I am testing the Fibonacci example using RecursiveTask in Java SE 7 http://docs.oracle.com/javase/7/docs/api/java/util/concurrent/RecursiveTask.html.
The program is as follows:
import java.util.concurrent.*;
public class testfuture{
public static void main(String[] args) {
System.out.println("Hello, World");
Fibonacci fib = new Fibonacci(10);
int result = fib.compute();
System.out.println(result);
}
}
class Fibonacci extends RecursiveTask<Integer> {
final int n;
Fibonacci(int n) { this.n = n; }
public Integer compute() {
if (n <= 1)
return n;
Fibonacci f1 = new Fibonacci(n - 1);
f1.fork();
Fibonacci f2 = new Fibonacci(n - 2);
return f2.invoke() + f1.join();
}
}
However, the program throws a run-time exception
Hello, World
Exception in thread "main" java.lang.ClassCastException: java.lang.Thread cannot be cast to java.util.concurrent.ForkJoinWorkerThread
at java.util.concurrent.ForkJoinTask.fork(Unknown Source)

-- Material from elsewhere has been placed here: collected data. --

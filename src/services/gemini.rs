//! Gemini service for Google Gemini API interactions
//!
//! This module handles communication with Google Gemini API using REST.
//! Multiple API keys are supported and rotated round-robin; a custom base
//! URL can be configured to point at a stub server in tests.

use crate::config::GeminiSettings;
use crate::schemas::gemini::{GeminiError, GeminiRequest, GeminiResponse};
use reqwest::Client;
use std::sync::atomic::{AtomicUsize, Ordering};
use std::time::Duration;
use thiserror::Error;

// ============================================================================
// Constants
// ============================================================================

const GEMINI_API_BASE: &str = "https://generativelanguage.googleapis.com/v1beta";

// ============================================================================
// Error Types
// ============================================================================

/// Errors that can occur when calling the Gemini API
#[derive(Error, Debug)]
pub enum GeminiServiceError {
    #[error("HTTP request failed: {0}")]
    HttpError(#[from] reqwest::Error),

    #[error("API error: {code} - {message}")]
    ApiError { code: i32, message: String },

    #[error("Failed to parse response: {0}")]
    ParseError(String),

    #[error("Missing API key")]
    MissingApiKey,
}

// ============================================================================
// Gemini Service
// ============================================================================

/// Service for interacting with Google Gemini API
pub struct GeminiService {
    /// HTTP client
    client: Client,

    /// Base URL for API calls
    base_url: Option<String>,

    /// API keys, used round-robin
    api_keys: Vec<String>,

    /// Rotation cursor
    cursor: AtomicUsize,
}

impl GeminiService {
    /// Create a new Gemini service
    pub fn new(settings: &GeminiSettings) -> Result<Self, GeminiServiceError> {
        if settings.api_keys.is_empty() {
            return Err(GeminiServiceError::MissingApiKey);
        }

        let client = Client::builder()
            .timeout(Duration::from_secs(settings.timeout_seconds))
            .build()?;

        tracing::info!(
            key_count = settings.api_keys.len(),
            "Initialized Gemini service"
        );

        Ok(Self {
            client,
            base_url: settings.base_url.clone(),
            api_keys: settings.api_keys.clone(),
            cursor: AtomicUsize::new(0),
        })
    }

    /// Get the base URL
    fn base_url(&self) -> &str {
        self.base_url.as_deref().unwrap_or(GEMINI_API_BASE)
    }

    /// Next key in rotation
    fn next_key(&self) -> &str {
        let idx = self.cursor.fetch_add(1, Ordering::Relaxed) % self.api_keys.len();
        &self.api_keys[idx]
    }

    /// Generate content (non-streaming)
    ///
    /// # Arguments
    /// * `model` - Model name (e.g., "gemini-2.0-flash")
    /// * `request` - The request body
    pub async fn generate_content(
        &self,
        model: &str,
        request: &GeminiRequest,
    ) -> Result<GeminiResponse, GeminiServiceError> {
        let url = format!("{}/models/{}:generateContent", self.base_url(), model);

        tracing::debug!(
            model = %model,
            url = %url,
            "Calling Gemini generateContent API"
        );

        let response = self
            .client
            .post(&url)
            .header("x-goog-api-key", self.next_key())
            .header("Content-Type", "application/json")
            .json(request)
            .send()
            .await?;

        let status = response.status();

        if !status.is_success() {
            let error_text = response.text().await.unwrap_or_default();

            // Try to parse as Gemini error
            if let Ok(gemini_error) = serde_json::from_str::<GeminiError>(&error_text) {
                return Err(GeminiServiceError::ApiError {
                    code: gemini_error.error.code,
                    message: gemini_error.error.message,
                });
            }

            return Err(GeminiServiceError::ApiError {
                code: status.as_u16() as i32,
                message: error_text,
            });
        }

        let response_text = response.text().await?;

        serde_json::from_str(&response_text).map_err(|e| {
            tracing::error!(error = %e, body = %response_text, "Failed to parse Gemini response");
            GeminiServiceError::ParseError(e.to_string())
        })
    }

    /// Check if the service is usable (at least one key configured)
    pub fn health_check(&self) -> bool {
        !self.api_keys.is_empty()
    }

    /// Get the number of configured API keys
    pub fn key_count(&self) -> usize {
        self.api_keys.len()
    }
}

// ============================================================================
// Tests
// ============================================================================

#[cfg(test)]
mod tests {
    use super::*;

    fn settings_with_keys(keys: &[&str]) -> GeminiSettings {
        GeminiSettings {
            api_keys: keys.iter().map(|k| k.to_string()).collect(),
            ..GeminiSettings::default()
        }
    }

    #[test]
    fn test_service_creation() {
        let service = GeminiService::new(&settings_with_keys(&["key1", "key2"]))
            .expect("Should create service");

        assert_eq!(service.key_count(), 2);
        assert!(service.health_check());
    }

    #[test]
    fn test_empty_keys_error() {
        let result = GeminiService::new(&settings_with_keys(&[]));
        assert!(matches!(result, Err(GeminiServiceError::MissingApiKey)));
    }

    #[test]
    fn test_keys_rotate_round_robin() {
        let service = GeminiService::new(&settings_with_keys(&["key1", "key2"])).unwrap();

        assert_eq!(service.next_key(), "key1");
        assert_eq!(service.next_key(), "key2");
        assert_eq!(service.next_key(), "key1");
    }

    #[test]
    fn test_base_url_defaults_to_google() {
        let service = GeminiService::new(&settings_with_keys(&["key"])).unwrap();
        assert_eq!(service.base_url(), GEMINI_API_BASE);

        let mut settings = settings_with_keys(&["key"]);
        settings.base_url = Some("http://127.0.0.1:9999".to_string());
        let service = GeminiService::new(&settings).unwrap();
        assert_eq!(service.base_url(), "http://127.0.0.1:9999");
    }
}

at Fibonacci.compute(testfuture.java:21)
at testfuture.main(testfuture.java:9)
I googled about this issue but could not figure out the problem.
Thanks for your help.
================
Solution:
public class testfuture{
public static void main(String[] args) {
System.out.println("Hello, World");
Fibonacci fib = new Fibonacci(10);
ForkJoinPool pool = new ForkJoinPool();
int result = pool.invoke(fib);
//int result = fib.compute(); //run-time exception
System.out.println(result);
}
}
You're misusing ForkJoinTask.
The point of ForkJoinTasks is to execute them within a ForkJoinPool.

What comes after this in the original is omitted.